After the Opium Wars, China not only lost territory and dignity. It also began to lose itself.

By 1880, it is estimated that there were over 40 million opium addicts. Perhaps more. No one counted them all. In cities like Shanghai or Canton, half of the men smoked. Men, women… everyone, lying on wooden platforms, with vacant looks and the smoking pipe between their fingers. They sold their belongings. Some, to their own children.

In places like Fuzhou, the opium dens were silent caverns of wood and smoke. A sweet, rancid smell that clung to clothes for days. It was the scent of a nation in slumber.

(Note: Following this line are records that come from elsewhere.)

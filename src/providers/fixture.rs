//! In-memory provider backed by a JSON fixture.
//!
//! Serves teams, rosters, name lookups and stat lines from data loaded once
//! at construction. Used by the `statline` CLI and handy for wiring tests
//! against realistic data without a network.
//!
//! # Fixture format
//!
//! ```json
//! {
//!   "teams":   [{ "id": "DAL", "name": "Dallas Cowboys", "abbreviation": "DAL", "sport": "NFL" }],
//!   "players": [{ "id": "4361", "name": "Micah Parsons", "position": "LB", "team_id": "DAL", "sport": "NFL" }],
//!   "stats":   [{ "sport": "NFL", "player_id": "4361", "season": "2024", "values": { "sacks": 12.5 } }]
//! }
//! ```

use std::collections::HashMap;
use std::path::Path;
use std::sync::atomic::{AtomicU64, Ordering};

use async_trait::async_trait;
use serde::Deserialize;

use super::traits::{RosterProvider, StatsProvider};
use crate::Result;
use crate::cache::{normalize_name, normalize_sport};
use crate::types::{PlayerRecord, Roster, StatLine, Team};

/// One player's stats for one season, as stored in a fixture.
#[derive(Debug, Clone, Deserialize)]
pub struct FixtureStats {
    pub sport: String,
    pub player_id: String,
    pub season: String,
    pub values: StatLine,
}

/// Deserialized fixture file.
#[derive(Debug, Clone, Default, Deserialize)]
pub struct Fixture {
    #[serde(default)]
    pub teams: Vec<Team>,
    #[serde(default)]
    pub players: Vec<PlayerRecord>,
    #[serde(default)]
    pub stats: Vec<FixtureStats>,
}

/// Provider answering every collaborator call from memory.
#[derive(Default)]
pub struct StaticProvider {
    teams: Vec<Team>,
    players: Vec<PlayerRecord>,
    stats: HashMap<(String, String, String), StatLine>,
    team_list_calls: AtomicU64,
    roster_calls: AtomicU64,
    name_calls: AtomicU64,
    stats_calls: AtomicU64,
}

impl StaticProvider {
    pub fn new(fixture: Fixture) -> Self {
        let stats = fixture
            .stats
            .into_iter()
            .map(|s| {
                (
                    (normalize_sport(&s.sport), s.player_id, s.season),
                    s.values,
                )
            })
            .collect();
        Self {
            teams: fixture.teams,
            players: fixture.players,
            stats,
            ..Self::default()
        }
    }

    /// Parse a fixture from a JSON string.
    pub fn from_json(json: &str) -> Result<Self> {
        Ok(Self::new(serde_json::from_str(json)?))
    }

    /// Load a fixture file from disk.
    pub fn from_path(path: &Path) -> Result<Self> {
        let content = std::fs::read_to_string(path)?;
        Self::from_json(&content)
    }

    /// Add a team and return self.
    pub fn with_team(mut self, team: Team) -> Self {
        self.teams.push(team);
        self
    }

    /// Add a player and return self.
    pub fn with_player(mut self, player: PlayerRecord) -> Self {
        self.players.push(player);
        self
    }

    /// Add a season stat line and return self.
    pub fn with_stats(mut self, sport: &str, player_id: &str, season: &str, values: StatLine) -> Self {
        self.stats.insert(
            (normalize_sport(sport), player_id.to_string(), season.to_string()),
            values,
        );
        self
    }

    /// Number of upstream-style calls served, per operation.
    pub fn calls(&self, operation: &str) -> u64 {
        let counter = match operation {
            "fetch_team_list" => &self.team_list_calls,
            "fetch_team_roster" => &self.roster_calls,
            "fetch_player_by_name" => &self.name_calls,
            "fetch_player_stats" => &self.stats_calls,
            _ => return 0,
        };
        counter.load(Ordering::Relaxed)
    }

    fn same_sport(a: &str, b: &str) -> bool {
        normalize_sport(a) == normalize_sport(b)
    }
}

#[async_trait]
impl RosterProvider for StaticProvider {
    fn name(&self) -> &str {
        "static"
    }

    async fn fetch_team_list(&self, sport: &str) -> Result<Vec<Team>> {
        self.team_list_calls.fetch_add(1, Ordering::Relaxed);
        Ok(self
            .teams
            .iter()
            .filter(|t| Self::same_sport(&t.sport, sport))
            .cloned()
            .collect())
    }

    async fn fetch_team_roster(&self, sport: &str, team_id: &str) -> Result<Roster> {
        self.roster_calls.fetch_add(1, Ordering::Relaxed);
        let players = self
            .players
            .iter()
            .filter(|p| Self::same_sport(&p.sport, sport) && p.team_id == team_id)
            .cloned()
            .collect();
        Ok(Roster::new(team_id, players))
    }

    async fn fetch_player_by_name(&self, sport: &str, name: &str) -> Result<Option<PlayerRecord>> {
        self.name_calls.fetch_add(1, Ordering::Relaxed);
        let wanted = normalize_name(name);
        Ok(self
            .players
            .iter()
            .find(|p| Self::same_sport(&p.sport, sport) && normalize_name(&p.name) == wanted)
            .cloned())
    }
}

#[async_trait]
impl StatsProvider for StaticProvider {
    fn name(&self) -> &str {
        "static"
    }

    async fn fetch_player_stats(
        &self,
        sport: &str,
        player_id: &str,
        season: &str,
        metrics: &[String],
    ) -> Result<StatLine> {
        self.stats_calls.fetch_add(1, Ordering::Relaxed);
        let key = (normalize_sport(sport), player_id.to_string(), season.to_string());
        let line = self.stats.get(&key).cloned().unwrap_or_default();
        if metrics.is_empty() {
            Ok(line)
        } else {
            Ok(line.select(metrics))
        }
    }
}

#[cfg(test)]
mod tests {
    use super::*;

    const FIXTURE: &str = r#"{
        "teams": [
            { "id": "DAL", "name": "Dallas Cowboys", "abbreviation": "DAL", "sport": "NFL" },
            { "id": "LAL", "name": "Los Angeles Lakers", "abbreviation": "LAL", "sport": "NBA" }
        ],
        "players": [
            { "id": "1", "name": "Micah Parsons", "position": "LB", "team_id": "DAL", "sport": "NFL" }
        ],
        "stats": [
            { "sport": "nfl", "player_id": "1", "season": "2024", "values": { "sacks": 12.5, "tackles": 43 } }
        ]
    }"#;

    #[tokio::test]
    async fn serves_fixture_data() {
        let provider = StaticProvider::from_json(FIXTURE).unwrap();

        let teams = RosterProvider::fetch_team_list(&provider, "NFL").await.unwrap();
        assert_eq!(teams.len(), 1);

        let roster = provider.fetch_team_roster("NFL", "DAL").await.unwrap();
        assert_eq!(roster.players.len(), 1);

        let found = provider
            .fetch_player_by_name("nfl", "micah parsons")
            .await
            .unwrap();
        assert_eq!(found.map(|p| p.id), Some("1".to_string()));

        let stats = provider
            .fetch_player_stats("NFL", "1", "2024", &["sacks".to_string()])
            .await
            .unwrap();
        assert_eq!(stats.get("sacks"), Some(12.5));
        assert_eq!(stats.get("tackles"), None);

        assert_eq!(provider.calls("fetch_player_stats"), 1);
    }

    #[tokio::test]
    async fn missing_stats_are_empty() {
        let provider = StaticProvider::from_json(FIXTURE).unwrap();
        let stats = provider
            .fetch_player_stats("NFL", "1", "1999", &[])
            .await
            .unwrap();
        assert!(stats.is_empty());
    }
}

British ships arrived loaded with chests of opium, grown in colonial India. The trade was lucrative, sheltered by unequal treaties signed after China's defeat. Foreign gunboats patrolled the ports, and local officials were easily bribed.

What could China do?

It had lost the wars. It had signed its surrender with ink and humiliation.

While the world moved forward, China dreamed among the ruins.

It was only with the arrival of Mao Zedong, after 1949, that opium began to disappear. The new communist regime showed no mercy: traffickers were executed at dawn, shot against walls still damp from the night. Addicts were forced to detox… or died in the attempt.

And so, with fire and fear, China began to awaken from one of the most destructive dreams in its history. An imported, lucrative, and poisoned dream… that almost consumed it completely.